El ser humano tiene dos orejas y una boca. Habla cuando su palabra se inscribe en el silencio pleno de promesas de un otro que lo precede y un otro que lo sobrevivirá. Lo contrario de la palabra no es, en este sentido, el silencio, sino el ruido, la soledad, la crueldad: el desprecio que se niega a la acogida, la sonrisa autocomplaciente de quien cree que lo sabe todo, el sarcasmo de quien nos deja sin lugar. Ulloa decía que el de la numerosidad social es “un acto de habla mirado”, una palabra que se sabe acogida y contenida. En esa contención maduran los relatos más potentes. Las situaciones de acogida y escucha hacen resonar la palabra más allá de lo que sus hablantes creen decir y saber de su decir. Frente a la cancelación de alternativas que ocurre en la cárcel de la soledad, en los espacios de conversación tejidos por sujetos numerosos se vuelve posible el ejercicio del humor y la curiosidad: una risa que es una forma de la valentía y vuelve flexible la realidad y nuestra posición ante ella. A decir de Ulloa la risa numerosa devuelve la realidad a lo conjetural y por ello es fundamental para romper la parálisis. Hace posible persistir en la exploración de lo que parece cerrado y completo, y la enunciación de certezas es devuelta como enigma. Se trata de efectos alteradores de las estructuras subjetivas donde el que habla es transformado por la escucha de quien resuena con él, de la misma manera que el que escucha es removido por la palabra que acoge. Así es como se rompe el encierro subjetivo, que es más doloroso y profundo que el encierro físico. Yo creo que muchos de esos gritos de auxilio están intentando romper el encierro, y logran romperlo cuando el grito se modula y es contenido por un otro a quien se encuentra.
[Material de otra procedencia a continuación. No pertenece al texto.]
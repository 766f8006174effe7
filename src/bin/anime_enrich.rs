//! anime-enrich: drive the view models from the command line and print JSON.
//!
//! Usage:
//!   anime-enrich last-watch <user-id>          Resolve a user's watch history
//!   anime-enrich azlist [--page N]             A-Z listing with MAL ids
//!   anime-enrich top-rate [--page N]           Most popular on the backend
//!   anime-enrich last-updates                  Recently updated on the backend
//!   anime-enrich top-characters [--page N]     Most favourited characters
//!   anime-enrich anime <mal-id>                One catalog record

use anime_enrich::backend::BackendClient;
use anime_enrich::catalog::CatalogClient;
use anime_enrich::config::AppConfig;
use anime_enrich::logging;
use anime_enrich::views::{
    AllAnimeView, LastUpdatesView, LastWatchView, TopCharactersView, TopRateView,
};
use anyhow::{bail, Context};
use serde::Serialize;
use std::sync::Arc;
use tokio_util::sync::CancellationToken;

#[tokio::main]
async fn main() {
    let args: Vec<String> = std::env::args().collect();
    if args.len() < 2 {
        print_usage();
        std::process::exit(1);
    }

    let result = match args[1].as_str() {
        "last-watch" => cmd_last_watch(&args[2..]).await,
        "azlist" => cmd_azlist(&args[2..]).await,
        "top-rate" => cmd_top_rate(&args[2..]).await,
        "last-updates" => cmd_last_updates().await,
        "top-characters" => cmd_top_characters(&args[2..]).await,
        "anime" => cmd_anime(&args[2..]).await,
        "version" | "--version" | "-V" => {
            println!("anime-enrich {}", env!("CARGO_PKG_VERSION"));
            Ok(())
        }
        "help" | "--help" | "-h" => {
            print_usage();
            Ok(())
        }
        other => {
            eprintln!("Unknown command: {other}");
            eprintln!();
            print_usage();
            std::process::exit(1);
        }
    };

    if let Err(e) = result {
        eprintln!("Error: {e:#}");
        std::process::exit(1);
    }
}

fn print_usage() {
    println!(
        r#"anime-enrich - batch enrichment for the anime companion app

USAGE:
    anime-enrich <COMMAND> [OPTIONS]

COMMANDS:
    last-watch <user-id>        Resolve a user's watch history, newest first
    azlist [--page N]           One page of the A-Z listing with MAL ids
    top-rate [--page N]         One page of the most popular titles
    last-updates                Recently updated titles
    top-characters [--page N]   One page of the most favourited characters
    anime <mal-id>              Fetch one catalog record
    version                     Show version information
    help                        Show this help message

ENVIRONMENT:
    ANIME_ENRICH_CONFIG         YAML config file
    ANIME_CATALOG_URL           Catalog API base URL
    ANIME_BACKEND_URL           Streaming backend base URL
    ANIME_USER_SERVICE_URL      User service base URL
    ANIME_BATCH_CONCURRENCY     Requests per wave
    ANIME_BATCH_DELAY_MS        Pause between waves
    ANIME_BATCH_MAX_RETRIES     Retries per rate-limited item (last-watch keeps at least 3)
    RUST_LOG                    Log filter (logs go to stderr)"#
    );
}

fn setup() -> anyhow::Result<AppConfig> {
    logging::init();
    AppConfig::load().context("loading configuration")
}

/// Cancelled on Ctrl-C so a long run stops between waves.
fn interrupt_token() -> CancellationToken {
    let token = CancellationToken::new();
    let child = token.clone();
    tokio::spawn(async move {
        if tokio::signal::ctrl_c().await.is_ok() {
            child.cancel();
        }
    });
    token
}

fn page_arg(args: &[String]) -> anyhow::Result<u32> {
    for (i, arg) in args.iter().enumerate() {
        if arg == "--page" {
            let Some(raw) = args.get(i + 1) else {
                bail!("--page needs a value");
            };
            return raw.parse().with_context(|| format!("invalid page: {raw}"));
        }
    }
    Ok(1)
}

fn print_json<T: Serialize>(value: &T) -> anyhow::Result<()> {
    println!("{}", serde_json::to_string_pretty(value)?);
    Ok(())
}

#[derive(Serialize)]
struct ViewDump<'a, T, S> {
    items: &'a [T],
    state: S,
}

async fn cmd_last_watch(args: &[String]) -> anyhow::Result<()> {
    let Some(user_id) = args.first() else {
        bail!("usage: anime-enrich last-watch <user-id>");
    };
    let config = setup()?;
    let backend = Arc::new(BackendClient::new(&config)?);
    let catalog = Arc::new(CatalogClient::new(&config)?);

    let batch = LastWatchView::batch_config_from(&config.batch).with_trailing_delay(false);
    let mut view = LastWatchView::new(backend, catalog, Some(user_id.clone()))
        .with_batch_config(batch)
        .with_cancellation(interrupt_token());
    view.load().await;

    let state = view.state();
    if let Some(notice) = state.notice() {
        eprintln!("{notice}");
    }
    print_json(&ViewDump {
        items: view.items(),
        state,
    })
}

async fn cmd_azlist(args: &[String]) -> anyhow::Result<()> {
    let page = page_arg(args)?;
    let config = setup()?;
    let backend = Arc::new(BackendClient::new(&config)?);

    let batch = config.batch.clone().with_trailing_delay(false);
    let mut view = AllAnimeView::new(backend)
        .with_batch_config(batch)
        .with_cancellation(interrupt_token());
    view.load(page).await;

    let state = view.state();
    if let Some(notice) = state.notice() {
        eprintln!("{notice}");
    }
    print_json(&ViewDump {
        items: view.items(),
        state,
    })
}

async fn cmd_top_rate(args: &[String]) -> anyhow::Result<()> {
    let page = page_arg(args)?;
    let config = setup()?;
    let backend = Arc::new(BackendClient::new(&config)?);

    let mut view = TopRateView::new(backend);
    view.load(page).await;

    let state = view.state();
    if let Some(notice) = state.notice() {
        eprintln!("{notice}");
    }
    print_json(&ViewDump {
        items: view.items(),
        state,
    })
}

async fn cmd_last_updates() -> anyhow::Result<()> {
    let config = setup()?;
    let backend = Arc::new(BackendClient::new(&config)?);

    let mut view = LastUpdatesView::new(backend);
    view.load().await;

    let state = view.state();
    if let Some(notice) = state.notice() {
        eprintln!("{notice}");
    }
    print_json(&ViewDump {
        items: view.items(),
        state,
    })
}

async fn cmd_top_characters(args: &[String]) -> anyhow::Result<()> {
    let page = page_arg(args)?;
    let config = setup()?;
    let catalog = Arc::new(CatalogClient::new(&config)?);

    let mut view = TopCharactersView::new(catalog);
    view.load(page).await;

    let state = view.state();
    if let Some(notice) = state.notice() {
        eprintln!("{notice}");
    }
    print_json(&ViewDump {
        items: view.items(),
        state,
    })
}

async fn cmd_anime(args: &[String]) -> anyhow::Result<()> {
    let Some(raw) = args.first() else {
        bail!("usage: anime-enrich anime <mal-id>");
    };
    let mal_id: u64 = raw
        .parse()
        .with_context(|| format!("invalid MAL id: {raw}"))?;
    let config = setup()?;
    let catalog = CatalogClient::new(&config)?;
    let anime = catalog.anime_by_id(mal_id).await?;
    print_json(&anime)
}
Desde estas coordenadas leo este deseo del semejante que ha encontrado expresiones disímiles en estas últimas semanas habitadas por la crisis. No creo que haya gobierno en el mundo capaz de aguantar la presión política que esa crisis va a significar. Las malas acciones pueden tener consecuencias desastrosas, pero no hay garantía de que las buenas acciones puedan detener lo que está por venir. La pandemia traerá recesión y profundizará la desigualdad. La crisis hará reventar las estructuras estatales. Diferentes pescadores intentarán ganar con ese río revuelto. Como ocurrió en el sismo que vivimos en México durante septiembre de 2017, veremos cómo las autoridades de todos los países serán rebasadas por el contagio, y ello llevará a la furia de las personas que habían delegado su soberanía en un poder fantasmal a cambio de protección y seguridad. En algunos contextos, ello llevará a una destitución general de la política y a una recuperación temporal de la soberanía; en muchos contextos más, ello alimentará una pulsión fascista que llevará a esas personas a buscar poderes más monstruosos capaces de ofrecerles seguridad. Habrá chivos expiatorios que se encarnarán en médicos y enfermos, extranjeros portadores del contagio y vecinos “traidores” por salir a la calle.

Frente a esos escenarios será fundamental recuperar la fuerza política de los encuentros que hemos ensayado en este tiempo sin certezas. Será necesario recordar cómo en ellos recuperamos la calma y aprendimos a habitar la duda. Será necesario fortalecer esos espacios numerosos donde la escucha habilita un intento de hacer gracias al cual se aprende. Espacios de escucha en donde el espejo refractado de los otros permite regresar a la historia de mi desgracia y encontrar líneas de fuga, constelaciones sorprendentes, espacios en donde es posible intervenir para vivir de otra manera. Conforme las certezas aprendidas se hagan más sólidas y avancen el resentimiento, el odio y la polarización, será necesario recordar cómo aprendimos a reír y mantenernos flexibles para ensayar la pregunta por un futuro distinto cuyos contornos aún no conocemos.